Monday, May 21, 2007
erica wagner
Just finished reading Erica Wagner’s first novel, “Seizure” (She is known for her story collection “Gravity” and because she works as literary editor of The Times.) I’m always drawn to new versions of the Gothic, and what better than this novel recommended by Josephine Hart, master of psychological horror. The story goes:
Janet receives a strange phone call: her mother has just passed away leaving her a house in the coast. Her knowledge is that the woman died when she was 3 years old so she is naturally shocked to hear this. And now she must go (afraid that a seizure might get hold of her while driving) to the coast where an unknown man, Tom, awaits her. Until the last moment she doesn’t (want to) realize that this man is her brother, and the novel exploits direct scenes of incest between them, building up the plot in a very Gothic manner.
Highly recommended, this novel just came out. I still haven’t read any reviews…
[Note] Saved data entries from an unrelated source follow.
//! # a3s-tracker
//!
//! Correlated tracking events with deferred, best-effort delivery to a
//! sensor endpoint.
//!
//! ## Overview
//!
//! A request handler creates an event, enriches it while the request is
//! processed, and tracks it once the response is out. Each event is held
//! under a random correlation id until it is delivered or its TTL runs
//! out. Tracking never fails the host: only configuration errors at
//! construction are returned, everything else goes to the log.
//!
//! ## Quick Start
//!
//! ```rust,no_run
//! use a3s_tracker::{EventType, RequestInfo, Tracker, TrackerOptions};
//!
//! # async fn example() -> a3s_tracker::Result<()> {
//! let tracker = Tracker::new("https://sensor.example.com", "API_KEY", TrackerOptions::default())?;
//!
//! let request = RequestInfo::new()
//!     .with_ip_address("203.0.113.7")
//!     .with_url("/login")
//!     .with_http_method("POST");
//! let event = tracker.create_request_event(&request, None).await;
//!
//! // ...handle the request...
//! event.edit(|e| {
//!     e.set_user_name("alice");
//! });
//!
//! // After the response has been sent
//! tracker.track_detached(event);
//! # Ok(())
//! # }
//! ```
//!
//! ## Architecture
//!
//! - **EventBuilder** — one event's fields, validated against a fixed field set
//! - **EventStore** — correlation-id table with lazy TTL sweep and at-most-once removal
//! - **DeliveryClient** — endpoint normalization and the form-encoded POST
//! - **SensorTransport** trait — HTTP (reqwest) or in-memory
//! - **Tracker** — façade wiring the above

pub mod builder;
pub mod clock;
pub mod config;
pub mod delivery;
pub mod error;
mod id;
pub mod log;
pub mod mapper;
pub mod store;
pub mod tracker;
pub mod types;

// Re-export core types
pub use builder::{EventBuilder, RequestInfo, SerializedEvent};
pub use clock::{Clock, ManualClock, SystemClock};
pub use config::{Mode, TrackerOptions};
pub use delivery::{
    normalize_endpoint, DeliveryClient, HttpTransport, MemoryTransport, SensorRequest,
    SensorTransport,
};
pub use error::{Result, TrackerError};
pub use log::{EventLog, LogRecord, MemoryLog, TracingLog};
pub use mapper::{FieldMapper, MapperConfig};
pub use store::{EventHandle, EventStore, TrackOutcome};
pub use tracker::{mask, Configurations, Tracker, TrackerBuilder};
pub use types::{
    Assignment, EventType, Field, FieldGroup, FieldSet, FieldValue, PayloadEntry, Rejection,
    ValueKind,
};
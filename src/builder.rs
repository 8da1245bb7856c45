//! Event record and the validation layer around it
//!
//! `EventBuilder` owns one event's fields and refuses any assignment that
//! falls outside the field set it was constructed with. Rejections are
//! returned as values; nothing here panics or errors on bad input.

use crate::types::{
    format_event_time, Assignment, EventType, Field, FieldSet, FieldValue, PayloadEntry, Rejection,
    ValueKind,
};
use chrono::{DateTime, Utc};
use serde::ser::SerializeMap;
use serde::{Deserialize, Serialize, Serializer};
use std::collections::{BTreeMap, BTreeSet};

/// Request-derived values supplied by the host's request-handling layer
#[derive(Debug, Clone, Default, PartialEq, Eq, Serialize, Deserialize)]
#[serde(rename_all = "camelCase")]
pub struct RequestInfo {
    #[serde(default)]
    pub ip_address: Option<String>,
    #[serde(default)]
    pub user_agent: Option<String>,
    #[serde(default)]
    pub url: Option<String>,
    #[serde(default)]
    pub http_method: Option<String>,
    #[serde(default)]
    pub http_referer: Option<String>,
    #[serde(default)]
    pub browser_language: Option<String>,
}

impl RequestInfo {
    pub fn new() -> Self {
        Self::default()
    }

    pub fn with_ip_address(mut self, value: impl Into<String>) -> Self {
        self.ip_address = Some(value.into());
        self
    }

    pub fn with_user_agent(mut self, value: impl Into<String>) -> Self {
        self.user_agent = Some(value.into());
        self
    }

    pub fn with_url(mut self, value: impl Into<String>) -> Self {
        self.url = Some(value.into());
        self
    }

    pub fn with_http_method(mut self, value: impl Into<String>) -> Self {
        self.http_method = Some(value.into());
        self
    }

    pub fn with_http_referer(mut self, value: impl Into<String>) -> Self {
        self.http_referer = Some(value.into());
        self
    }

    pub fn with_browser_language(mut self, value: impl Into<String>) -> Self {
        self.browser_language = Some(value.into());
        self
    }
}

/// Mutable event record bound to a fixed field set
#[derive(Debug, Clone)]
pub struct EventBuilder {
    fields: FieldSet,
    values: BTreeMap<Field, FieldValue>,
}

macro_rules! text_setters {
    ($($(#[$doc:meta])* $name:ident => $field:expr;)*) => {
        $(
            $(#[$doc])*
            pub fn $name(&mut self, value: impl Into<String>) -> &mut Self {
                self.set($field, FieldValue::Text(value.into()));
                self
            }
        )*
    };
}
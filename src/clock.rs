//! Time source for TTL eviction and default event times

use chrono::{DateTime, Duration, Utc};
use std::sync::atomic::{AtomicI64, Ordering};
use std::sync::Arc;

/// Source of the current time
pub trait Clock: Send + Sync {
    fn now(&self) -> DateTime<Utc>;

    /// Whole seconds since the Unix epoch
    fn epoch_seconds(&self) -> i64 {
        self.now().timestamp()
    }
}

/// Wall clock
#[derive(Debug, Clone, Copy, Default)]
pub struct SystemClock;

impl Clock for SystemClock {
    fn now(&self) -> DateTime<Utc> {
        Utc::now()
    }
}

/// Manually driven clock for tests and simulations
///
/// Clones share the same instant, so a test can keep one copy and hand
/// another to the tracker.
#[derive(Debug, Clone)]
pub struct ManualClock {
    millis: Arc<AtomicI64>,
}

impl ManualClock {
    pub fn new(start: DateTime<Utc>) -> Self {
        Self {
            millis: Arc::new(AtomicI64::new(start.timestamp_millis())),
        }
    }

    pub fn set(&self, time: DateTime<Utc>) {
        self.millis.store(time.timestamp_millis(), Ordering::SeqCst);
    }

    pub fn advance(&self, by: Duration) {
        self.millis.fetch_add(by.num_milliseconds(), Ordering::SeqCst);
    }
}

impl Default for ManualClock {
    fn default() -> Self {
        Self::new(DateTime::<Utc>::default())
    }
}

impl Clock for ManualClock {
    fn now(&self) -> DateTime<Utc> {
        DateTime::from_timestamp_millis(self.millis.load(Ordering::SeqCst)).unwrap_or_default()
    }
}

#[cfg(test)]
mod tests {
    use super::*;
    use chrono::TimeZone;

    #[test]
    fn test_manual_clock_shared_between_clones() {
        let start = Utc.with_ymd_and_hms(2024, 1, 1, 0, 0, 0).unwrap();
        let clock = ManualClock::new(start);
        let handle = clock.clone();

        handle.advance(Duration::seconds(30));
        assert_eq!(clock.epoch_seconds(), start.timestamp() + 30);

        clock.set(start);
        assert_eq!(handle.now(), start);
    }

    #[test]
    fn test_system_clock_moves_forward() {
        let a = SystemClock.now();
        let b = SystemClock.now();
        assert!(b >= a);
    }
}
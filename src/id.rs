//! Correlation id minting
//!
//! Ids are UUID v4. Random bytes come from the operating system; when that
//! source fails, a seeded pseudo-random generator produces the same UUID
//! shape so event creation never fails.

use rand::rngs::{OsRng, SmallRng};
use rand::{RngCore, SeedableRng};
use std::sync::atomic::{AtomicU64, Ordering};
use std::time::{SystemTime, UNIX_EPOCH};
use uuid::{Builder, Uuid};

static FALLBACK_COUNTER: AtomicU64 = AtomicU64::new(0);

/// Mint a fresh correlation id
pub(crate) fn mint() -> Uuid {
    let mut bytes = [0u8; 16];
    match OsRng.try_fill_bytes(&mut bytes) {
        Ok(()) => Builder::from_random_bytes(bytes).into_uuid(),
        Err(_) => pseudo_random(),
    }
}

/// UUID v4-shaped id from a non-cryptographic generator
pub(crate) fn pseudo_random() -> Uuid {
    let nanos = SystemTime::now()
        .duration_since(UNIX_EPOCH)
        .unwrap_or_default()
        .as_nanos() as u64;
    let counter = FALLBACK_COUNTER.fetch_add(1, Ordering::Relaxed);

    let mut rng = SmallRng::seed_from_u64(nanos ^ counter.rotate_left(32));
    let mut bytes = [0u8; 16];
    rng.fill_bytes(&mut bytes);
    Builder::from_random_bytes(bytes).into_uuid()
}

#[cfg(test)]
mod tests {
    use super::*;
    use std::collections::HashSet;
    use uuid::{Variant, Version};

    #[test]
    fn test_mint_is_v4() {
        let id = mint();
        assert_eq!(id.get_version(), Some(Version::Random));
        assert_eq!(id.get_variant(), Variant::RFC4122);
    }

    #[test]
    fn test_pseudo_random_shape_and_uniqueness() {
        let ids: HashSet<Uuid> = (0..1000).map(|_| pseudo_random()).collect();
        assert_eq!(ids.len(), 1000);
        for id in ids {
            assert_eq!(id.get_version(), Some(Version::Random));
            assert_eq!(id.get_variant(), Variant::RFC4122);
        }
    }
}
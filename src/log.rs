//! Logging collaborator
//!
//! The store and the delivery client report diagnostics through an
//! injected `EventLog` rather than a process-wide logger. `Tracker::new`
//! wires the single default instance, `TracingLog`.

use std::sync::Mutex;
use tracing::Level;

/// Sink for tracker diagnostics
pub trait EventLog: Send + Sync {
    fn log(&self, level: Level, message: &str);
}

/// Forwards diagnostics to `tracing` under the `a3s_tracker` target
#[derive(Debug, Clone, Copy, Default)]
pub struct TracingLog;

impl EventLog for TracingLog {
    fn log(&self, level: Level, message: &str) {
        if level == Level::ERROR {
            tracing::error!(target: "a3s_tracker", "{}", message);
        } else if level == Level::WARN {
            tracing::warn!(target: "a3s_tracker", "{}", message);
        } else if level == Level::INFO {
            tracing::info!(target: "a3s_tracker", "{}", message);
        } else if level == Level::DEBUG {
            tracing::debug!(target: "a3s_tracker", "{}", message);
        } else {
            tracing::trace!(target: "a3s_tracker", "{}", message);
        }
    }
}

/// A captured diagnostic
#[derive(Debug, Clone, PartialEq, Eq)]
pub struct LogRecord {
    pub level: Level,
    pub message: String,
}

/// In-memory log for tests and for hosts that inspect delivery results
///
/// Keeps at most `max_records` entries, dropping the oldest.
pub struct MemoryLog {
    records: Mutex<Vec<LogRecord>>,
    max_records: usize,
}

impl MemoryLog {
    pub fn new(max_records: usize) -> Self {
        Self {
            records: Mutex::new(Vec::new()),
            max_records,
        }
    }

    /// Snapshot of captured records, oldest first
    pub fn records(&self) -> Vec<LogRecord> {
        self.records
            .lock()
            .unwrap_or_else(|e| e.into_inner())
            .clone()
    }

    /// Whether any record at `level` contains `needle`
    pub fn contains(&self, level: Level, needle: &str) -> bool {
        self.records()
            .iter()
            .any(|r| r.level == level && r.message.contains(needle))
    }

    pub fn clear(&self) {
        self.records
            .lock()
            .unwrap_or_else(|e| e.into_inner())
            .clear();
    }
}

impl Default for MemoryLog {
    fn default() -> Self {
        Self::new(10_000)
    }
}

impl EventLog for MemoryLog {
    fn log(&self, level: Level, message: &str) {
        let mut records = self.records.lock().unwrap_or_else(|e| e.into_inner());
        records.push(LogRecord {
            level,
            message: message.to_string(),
        });

        if self.max_records > 0 && records.len() > self.max_records {
            let drain_count = records.len() - self.max_records;
            records.drain(..drain_count);
        }
    }
}

#[cfg(test)]
mod tests {
    use super::*;

    #[test]
    fn test_memory_log_captures() {
        let log = MemoryLog::default();
        log.log(Level::DEBUG, "Event dropped");
        log.log(Level::INFO, "Sensor returned 500");

        assert_eq!(log.records().len(), 2);
        assert!(log.contains(Level::INFO, "500"));
        assert!(!log.contains(Level::ERROR, "500"));

        log.clear();
        assert!(log.records().is_empty());
    }

    #[test]
    fn test_memory_log_max_capacity() {
        let log = MemoryLog::new(3);
        for i in 0..5 {
            log.log(Level::DEBUG, &format!("message {}", i));
        }

        let records = log.records();
        assert_eq!(records.len(), 3);
        assert_eq!(records[0].message, "message 2");
        assert_eq!(records[2].message, "message 4");
    }

    #[test]
    fn test_tracing_log_accepts_every_level() {
        for level in [Level::ERROR, Level::WARN, Level::INFO, Level::DEBUG, Level::TRACE] {
            TracingLog.log(level, "no subscriber installed");
        }
    }
}
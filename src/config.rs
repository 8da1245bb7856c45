//! Tracker options
//!
//! Options deserialize from camelCase JSON; every key is optional.

use crate::error::{Result, TrackerError};
use crate::mapper::MapperConfig;
use crate::types::{Field, FieldGroup, FieldSet};
use serde::{Deserialize, Serialize};
use std::fmt;
use std::time::Duration;

/// How the tracker is integrated with the host
#[derive(Debug, Clone, Copy, Default, PartialEq, Eq, Serialize, Deserialize)]
#[serde(rename_all = "lowercase")]
pub enum Mode {
    /// Standalone use; mapped fields in `fields` need a mapper path
    #[default]
    Populated,
    /// Request middleware; handlers fill mapped fields through the handle
    Middleware,
}

impl fmt::Display for Mode {
    fn fmt(&self, f: &mut fmt::Formatter<'_>) -> fmt::Result {
        match self {
            Self::Populated => write!(f, "populated"),
            Self::Middleware => write!(f, "middleware"),
        }
    }
}

/// User-configurable tracker settings
#[derive(Debug, Clone, PartialEq, Eq, Serialize, Deserialize)]
#[serde(rename_all = "camelCase")]
pub struct TrackerOptions {
    /// Seconds a pending event survives before the next sweep drops it (default: 30)
    #[serde(default = "default_event_timeout_secs")]
    pub event_timeout_secs: u64,

    /// Include request-derived fields in the active set (default: true)
    #[serde(default = "default_populated")]
    pub populated: bool,

    /// Extra fields added to the active set
    #[serde(default)]
    pub fields: Vec<Field>,

    /// Paths for pulling mapped fields out of host context
    #[serde(default, skip_serializing_if = "Option::is_none")]
    pub mapper: Option<MapperConfig>,

    #[serde(default)]
    pub mode: Mode,
}

fn default_event_timeout_secs() -> u64 {
    30
}

fn default_populated() -> bool {
    true
}

impl Default for TrackerOptions {
    fn default() -> Self {
        Self {
            event_timeout_secs: default_event_timeout_secs(),
            populated: default_populated(),
            fields: Vec::new(),
            mapper: None,
            mode: Mode::default(),
        }
    }
}

impl TrackerOptions {
    /// Parse options from a JSON document
    pub fn from_json(json: &str) -> Result<Self> {
        Ok(serde_json::from_str(json)?)
    }

    pub fn with_event_timeout(mut self, timeout: Duration) -> Self {
        self.event_timeout_secs = timeout.as_secs();
        self
    }

    pub fn with_populated(mut self, populated: bool) -> Self {
        self.populated = populated;
        self
    }

    pub fn with_fields(mut self, fields: impl IntoIterator<Item = Field>) -> Self {
        self.fields.extend(fields);
        self
    }

    pub fn with_mapper(mut self, mapper: MapperConfig) -> Self {
        self.mapper = Some(mapper);
        self
    }

    pub fn with_mode(mut self, mode: Mode) -> Self {
        self.mode = mode;
        self
    }

    pub fn event_timeout(&self) -> Duration {
        Duration::from_secs(self.event_timeout_secs)
    }

    /// Compute the active field set
    ///
    /// Outside middleware mode, a mapped field listed in `fields` must have
    /// a mapper path, since nothing else would ever fill it.
    pub fn field_set(&self) -> Result<FieldSet> {
        if self.mode != Mode::Middleware {
            let unmapped: Vec<&str> = self
                .fields
                .iter()
                .filter(|f| f.group() == FieldGroup::Mapped)
                .filter(|f| !self.mapper.as_ref().is_some_and(|m| m.maps(**f)))
                .map(|f| f.name())
                .collect();

            if !unmapped.is_empty() {
                return Err(TrackerError::Config(format!(
                    "Mapped fields [{}] need mapper paths outside middleware mode",
                    unmapped.join(", ")
                )));
            }
        }

        let base = if self.populated {
            FieldSet::populated()
        } else {
            FieldSet::required()
        };
        Ok(base.with(self.fields.iter().copied()))
    }
}
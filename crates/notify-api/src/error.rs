//! API error types with HTTP response mapping.

use axum::http::StatusCode;
use axum::response::{IntoResponse, Response};
use notify::NotifyError;

/// API-level error type that maps to HTTP responses.
#[derive(Debug)]
pub enum ApiError {
    /// Missing or malformed identity headers.
    Unauthorized(String),
    /// Authenticated but not allowed to perform the operation.
    Forbidden(String),
    /// Resource not found.
    NotFound(String),
    /// Internal server error.
    Internal(String),
}

impl IntoResponse for ApiError {
    fn into_response(self) -> Response {
        let (status, message) = match self {
            ApiError::Unauthorized(msg) => (StatusCode::UNAUTHORIZED, msg),
            ApiError::Forbidden(msg) => (StatusCode::FORBIDDEN, msg),
            ApiError::NotFound(msg) => (StatusCode::NOT_FOUND, msg),
            ApiError::Internal(msg) => {
                tracing::error!(error = %msg, "internal server error");
                (StatusCode::INTERNAL_SERVER_ERROR, msg)
            }
        };

        let body = serde_json::json!({ "message": message });
        (status, axum::Json(body)).into_response()
    }
}

impl From<NotifyError> for ApiError {
    fn from(err: NotifyError) -> Self {
        match &err {
            NotifyError::NotFound { .. } => ApiError::NotFound(err.to_string()),
            NotifyError::Store(_) => ApiError::Internal(err.to_string()),
        }
    }
}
About the seizures, a reflection by the narrator:
“What are they like? people asked her sometimes. Once she tried this: Imagine you come into a room. It looks like a pleasant room. The furniture’s nice and it’s clean and orderly. It seems comfortable and even homely. Now, go out of the room again. The person—your friend, or a stranger—who’d led you into the room now reveals what had been kept hidden before: not long ago, there was a murder in that room. All the evidence has gone, of course, but the echo of the act remains. That kind of stain can never be truly erased. Go back into the room. What do you think of it now? It is not so comfortable, not so homely. You want to leave and you turn to go but you find that your friend—or the stranger—has locked the door from the outside” (78).
And, a few lines later, “still, it wasn’t right, this description”.